Elliott Sharp, with Mary Halvorson and Marc Ribot – Err Guitar (2017)

A summit meeting of three of the foremost guitarists of improvised music, spontaneous combustion magic happened when Elliott Sharp brought Mary Halvorson and Marc Ribot into his Manhattan recording studio one summer day in 2016. Err Guitar (Intakt Records) is three masters of the outside pushing each other to go even further out, making this a notably delirious entry in the catalogs of all three. That’s saying something.

The intent, it seems, is to find pure musical abandon by blurring lines. The walls between harmony and rhythm, noise and melody, electric and acoustic…all obliterated. Everything is subservient to the art of give and take and spontaneity, and what came forth can only happen when minds run wild and everything coming out just as they imagined it, at the exact time they imagined it.

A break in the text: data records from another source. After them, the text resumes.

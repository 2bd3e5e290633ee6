//! Input protocol implementation.

use anyhow::Context;
use basic_types::{jar::PartyJar, PartyMessage};
use math_lib::{
    fields::{Field, PrimeField},
    modular::{EncodedModularNumber, ModularNumber, Prime},
};
use serde::{Deserialize, Serialize};
use shamir_sharing::{
    party::PartyId,
    protocol::PolyDegree,
    secret_sharer::{GenerateSharesError, PartyShares, SecretSharer, SecretSharerProperties, ShamirSecretSharer},
};
use state_machine::{
    state::{Recipient, StateMachineMessage},
    StateMachineState, StateMachineStateExt, StateMachineStateOutput, StateMachineStateResult,
};
use std::{fmt, sync::Arc};

/// The input protocol state definitions.
pub mod states {
    use basic_types::jar::PartyJar;
    use math_lib::modular::{ModularNumber, Prime};

    /// We are waiting for each party's share of its own contributed values.
    pub struct WaitingShares<T: Prime> {
        /// The shares each party dealt us, indexed by contributor.
        pub(crate) contributions: PartyJar<Vec<ModularNumber<T>>>,
    }
}

/// The state machine for the input protocol.
///
/// Every party contributes zero or more private values. Each value is masked
/// with a fresh random degree-`t` polynomial and one evaluation is dealt to
/// every party; after the single all-to-all round, every party holds one
/// share of every contributed value, in contribution order per contributor.
///
/// A coalition of up to `t` parties learns nothing about the contributed
/// values: `t` points of a fresh degree-`t` polynomial are independent of
/// its constant term.
pub enum InputState<T: Prime> {
    /// We are waiting for the dealt shares.
    WaitingShares(states::WaitingShares<T>),
}

use InputState::*;

impl<T: Prime> InputState<T> {
    /// Constructs a new input protocol state.
    ///
    /// # Arguments
    /// - `my_values` - The private values this party contributes; may be
    ///   empty for parties that only receive.
    /// - `secret_sharer` - The secret sharer bound to the session.
    pub fn new(
        my_values: Vec<ModularNumber<T>>,
        secret_sharer: Arc<ShamirSecretSharer<T>>,
    ) -> Result<(Self, Vec<StateMachineMessage<Self>>), InputCreateError> {
        let messages = Self::make_messages(my_values, &secret_sharer)?;
        let contributions = PartyJar::new(secret_sharer.party_count());
        let state = WaitingShares(states::WaitingShares { contributions });
        Ok((state, messages))
    }

    fn make_messages(
        my_values: Vec<ModularNumber<T>>,
        secret_sharer: &ShamirSecretSharer<T>,
    ) -> Result<Vec<StateMachineMessage<Self>>, InputCreateError> {
        let mut party_shares: PartyShares<Vec<ModularNumber<T>>> =
            secret_sharer.generate_shares(&my_values, PolyDegree::T)?;
        let mut messages = Vec::new();
        // Parties with no contribution still announce themselves so peers
        // know not to wait for them.
        for party_id in secret_sharer.parties() {
            let shares = party_shares.remove(&party_id).unwrap_or_default();
            let contents = InputStateMessage(PrimeField::encode(&shares));
            messages.push(StateMachineMessage::<Self>::new(Recipient::Single(party_id), contents));
        }
        Ok(messages)
    }

    fn handle_message(mut state: Self, message: PartyMessage<InputStateMessage>) -> StateMachineStateResult<Self> {
        let (party_id, message) = message.into_parts();
        let shares = PrimeField::try_decode(&message.0).context("share decoding")?;
        let WaitingShares(inner) = &mut state;
        inner.contributions.add_element(party_id, shares).context("adding shares")?;
        state.advance_if_completed()
    }
}

impl<T: Prime> StateMachineState for InputState<T> {
    type RecipientId = PartyId;
    type InputMessage = PartyMessage<InputStateMessage>;
    type OutputMessage = InputStateMessage;
    type FinalResult = Vec<(PartyId, Vec<ModularNumber<T>>)>;

    fn is_completed(&self) -> bool {
        let WaitingShares(inner) = self;
        inner.contributions.is_full()
    }

    fn try_next(self) -> StateMachineStateResult<Self> {
        let WaitingShares(inner) = self;
        Ok(StateMachineStateOutput::Final(inner.contributions.into_elements().collect()))
    }

    fn handle_message(self, message: Self::InputMessage) -> StateMachineStateResult<Self> {
        Self::handle_message(self, message)
    }
}

impl<T: Prime> fmt::Display for InputState<T> {
    fn fmt(&self, f: &mut fmt::Formatter<'_>) -> fmt::Result {
        write!(f, "InputState::WaitingShares")
    }
}

/// A message for the input state machine carrying the shares a contributor
/// dealt to one party.
#[derive(Clone, Debug, Serialize, Deserialize, PartialEq)]
pub struct InputStateMessage(pub Vec<EncodedModularNumber>);

/// An error during the input state construction.
#[derive(thiserror::Error, Debug)]
pub enum InputCreateError {
    /// Share generation failed.
    #[error(transparent)]
    GenerateShares(#[from] GenerateSharesError),
}

#[cfg(test)]
#[allow(clippy::unwrap_used, clippy::indexing_slicing, clippy::arithmetic_side_effects)]
mod tests {
    use super::*;
    use math_lib::modular::M61Prime;
    use state_machine::StateMachine;

    type Prime = M61Prime;
    type State = InputState<Prime>;
    use math_lib::fields::Field as _;
    type Field = PrimeField<Prime>;

    fn make_secret_sharer() -> Arc<ShamirSecretSharer<Prime>> {
        let parties = vec![PartyId::from(1usize), PartyId::from(2usize), PartyId::from(3usize)];
        Arc::new(ShamirSecretSharer::new(parties[0].clone(), 1, parties).unwrap())
    }

    #[test]
    fn one_message_per_party() {
        let sharer = make_secret_sharer();
        let values = vec![ModularNumber::from_u32(42), ModularNumber::from_u32(7)];
        let (_, messages) = State::new(values, sharer.clone()).unwrap();
        assert_eq!(messages.len(), 3);
        for message in &messages {
            assert_eq!(message.contents().0.len(), 2);
        }
    }

    #[test]
    fn empty_contribution_still_announced() {
        let sharer = make_secret_sharer();
        let (_, messages) = State::new(Vec::new(), sharer).unwrap();
        assert_eq!(messages.len(), 3);
        assert!(messages.iter().all(|message| message.contents().0.is_empty()));
    }

    #[test]
    fn contributions_collected_in_party_order() {
        let sharer = make_secret_sharer();
        let mut sm = StateMachine::new(State::new(Vec::new(), sharer).unwrap().0);
        assert!(!sm.is_state_completed());

        sm.handle_message(PartyMessage::new(
            PartyId::from(2usize),
            InputStateMessage(Field::encode(&[ModularNumber::from_u32(20)])),
        ))
        .unwrap();
        sm.handle_message(PartyMessage::new(PartyId::from(3usize), InputStateMessage(Vec::new()))).unwrap();
        let result = sm
            .handle_message(PartyMessage::new(
                PartyId::from(1usize),
                InputStateMessage(Field::encode(&[ModularNumber::from_u32(10)])),
            ))
            .unwrap()
            .into_final()
            .unwrap();

        assert_eq!(result.len(), 3);
        assert_eq!(result[0], (PartyId::from(1usize), vec![ModularNumber::from_u32(10)]));
        assert_eq!(result[1], (PartyId::from(2usize), vec![ModularNumber::from_u32(20)]));
        assert_eq!(result[2], (PartyId::from(3usize), Vec::new()));
    }
}
//! In-process protocol simulators for tests and validation runs.

pub mod symmetric;

pub use symmetric::{InitializedProtocol, PartyOutput, Protocol, SymmetricProtocolSimulator};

The psyche of each participant comes out even as they are brewing up something holistic: “Blindspot” is alchemy infused by acoustic guitar, fuzzy guitar and Halvorson’s familiar descents creating a foreign sound, but one where the three are actively conversing with each other, moving forward the mass of music together. Then as well is “Kernel Panic,” a weird, wonderful, collage of sounds you never imagined could be generated from three guitars. It proceeds with a drone-like rumble before opening up to allow the personalized musings of each of the three to be heard; sometimes together, sometimes in tandem.

There aren’t even rules requiring everyone playing together: most of the tracks are pairings and even solo performances that open insights into how each musician react each other musician, and to no one else at all.

“The Ship I Am On” is a Halvorson one-woman show (as she was for the entirety of the brilliant Meltframe), using looping to great effect, often leaving the impression that several more guitarists are involved and just like that, she peels off the layers and lays her guitar bare. “Wobbly” features the other two, a duel of acoustic guitars, reacting to each other’s slightest suggestion in real time and has more twists and turns than a good spy thriller. Another Sharp/Ribot tête-à-tête “Oronym” is effects-heavy, including some trippy looping and sampling, and Sharp trades pedal-driven volleys with Halvorson on “Sea Buzz,” where they often convey the impression that four guitarists are involved, not two. “Nektone” is Elliott by himself, but you wouldn’t know it, given the deft way he manipulates effects to mimic almost an entire band.

Still, when all the electronic witchcraft is peeled away, there remains uncommon guitar fluency that’s more concerned with the end results than the method used to attain it.

Astonishing things happen when a musician is both audaciously creative and insanely dexterous on his/her instrument. Put three of those types together and take off all the shackles, and the astonishment is exponentially greater. Err Guitar is virtuosic alien music.